Directions for this task:
Scan the data below. Pull out each line where "itself" occurs.

#### Material supplied

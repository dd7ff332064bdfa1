//! Encoding and decoding for the bodies of relay cell messages.
//!
//! This module only defines the [`Body`] trait that message bodies implement,
//! and the [`empty_body!`] helper macro for the (several) HS messages that
//! carry no payload at all. The actual HS message bodies live under
//! [`crate::relaycell::hs`].

use tor_bytes::{EncodeResult, Reader, Result, Writer};

/// A trait for the bodies of relay cell messages.
///
/// A `Body` is what's found inside a relay cell after the command and any
/// fixed header fields: it knows how to parse itself from the remaining
/// bytes of the cell, and how to serialize itself back onto a cell body.
pub trait Body: Sized {
    /// Decode a relay cell body from a provided reader.
    fn decode_from_reader(r: &mut Reader<'_>) -> Result<Self>;
    /// Encode a relay cell body onto a provided writer.
    fn encode_onto<W: Writer + ?Sized>(self, w: &mut W) -> EncodeResult<()>;
}

/// Declare a message type that takes no arguments, and carries no body.
macro_rules! empty_body {
    {
        $(#[$meta:meta])*
        pub struct $name:ident {}
    } => {
        $(#[$meta])*
        #[derive(Clone,Debug,Default)]
        #[non_exhaustive]
        pub struct $name {}
        impl $crate::relaycell::msg::Body for $name {
            fn decode_from_reader(_r: &mut Reader<'_>) -> Result<Self> {
                Ok(Self::default())
            }
            fn encode_onto<W: Writer + ?Sized>(self, _w: &mut W) -> EncodeResult<()> {
                Ok(())
            }
        }
    }
}
pub(crate) use empty_body;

########

Your solution:
/// fixed header fields: it knows how to parse itself from the remaining
/// bytes of the cell, and how to serialize itself back onto a cell body.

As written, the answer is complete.